Alongside the significant visual overhaul, the game continues to boast the engaging story and blistering brawler action the series is known for, but now with a more inviting presentation. Any fan of open-world games should give Yakuza a shot now, as the series’s mix of humour, action, and crime drama supports a universe of interesting side-missions, loveable characters, and in-depth minigames.

As in its predecessors, the game stars Kazuma Kiryu, former yakuza and adoptive father of Haruka Sawamura, former pop idol. Before this summary starts sounding like the densest plot recap of a television drama in its seventh season on air, rest assured that entries in the Yakuza series mostly stand alone, and essential information is communicated through the story or background information that is easily accessible in-game.

An awful lot has happened to Kiryu and Haruka in the decade since the first game, but those other stories are for other times. In this case, Yakuza 6 is the perfect fade-out, a definitive ending to complement the introduction in Yakuza Kiwami last year. No character-switching nor impending doomsday (though the game still gets wacky enough) is present, and the relatively small open world drops  down from five zones in Yakuza 5 to two.

Changes to the combat system will be the most divisive for long-time fans.
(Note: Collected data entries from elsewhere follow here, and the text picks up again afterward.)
#![recursion_limit = "256"]

#[cfg(feature = "ssr")]
fn init_logger() {
    use tracing_subscriber::{layer::SubscriberExt, util::SubscriberInitExt, EnvFilter};

    let filter = EnvFilter::try_from_default_env()
        .unwrap_or_else(|_| EnvFilter::new("portfolio_site=debug,tower_http=info,info"));

    tracing_subscriber::registry()
        .with(filter)
        .with(
            tracing_subscriber::fmt::layer()
                .with_target(false)
                .with_thread_ids(false)
                .compact(),
        )
        .init();
}

#[cfg(feature = "ssr")]
#[tokio::main]
async fn main() -> Result<(), Box<dyn std::error::Error>> {
    use axum::{routing::get, Router};
    use http::StatusCode;
    use leptos::prelude::*;
    use leptos_axum::{generate_route_list, LeptosRoutes};
    use portfolio_site::app::*;
    use tower::ServiceBuilder;
    use tower_http::trace::TraceLayer;

    init_logger();

    let conf = get_configuration(None)?;
    let addr = conf.leptos_options.site_addr;
    let leptos_options = conf.leptos_options;
    // Generate the list of routes in your Leptos App
    let routes = generate_route_list(App);

    let app = Router::new()
        .route(
            "/healthz",
            get(|| async { (StatusCode::OK, env!("BUILD_TIME")) }),
        )
        .leptos_routes(&leptos_options, routes, {
            let leptos_options = leptos_options.clone();
            move || shell(leptos_options.clone())
        })
        .fallback(leptos_axum::file_and_error_handler(shell))
        .layer(ServiceBuilder::new().layer(TraceLayer::new_for_http()))
        .with_state(leptos_options);

    let listener = tokio::net::TcpListener::bind(&addr).await?;
    tracing::info!("listening on http://{}", &addr);
    axum::serve(listener, app.into_make_service()).await?;
    Ok(())
}

#[cfg(not(feature = "ssr"))]
pub fn main() {
    // no client-side main function
    // see lib.rs for hydration function instead
}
The “fighting styles” introduced in Yakuza 0 have been removed, but so have the arbitrary walls that go up whenever Kiryu is attacked on the street. Rather than teleporting to a small box in some parallel dimension for fights, everything takes place on the same map. This technology trade-off is worthwhile for now, but those who miss the fighting styles will still prefer the approach that Kiwami and 0 took.

As for the story, the writing in Yakuza 6, and the English localisation for that matter, are both top-notch. Unlike the farcical Far Cry or Grand Theft Auto series, Yakuza takes its world seriously, even given its sometimes riotous humour. Like a great Agatha Christie mystery, the characters are heightened, but not superheroes; funny, but not flippant; serious and yet often self-aware. Taking centre stage in Yakuza 6 are the guitar twangs and country bumpkins of Onomichi, a fictional town in Hiroshima, making for an excellent contrast to the series’s typical bustling centre of Kamurocho.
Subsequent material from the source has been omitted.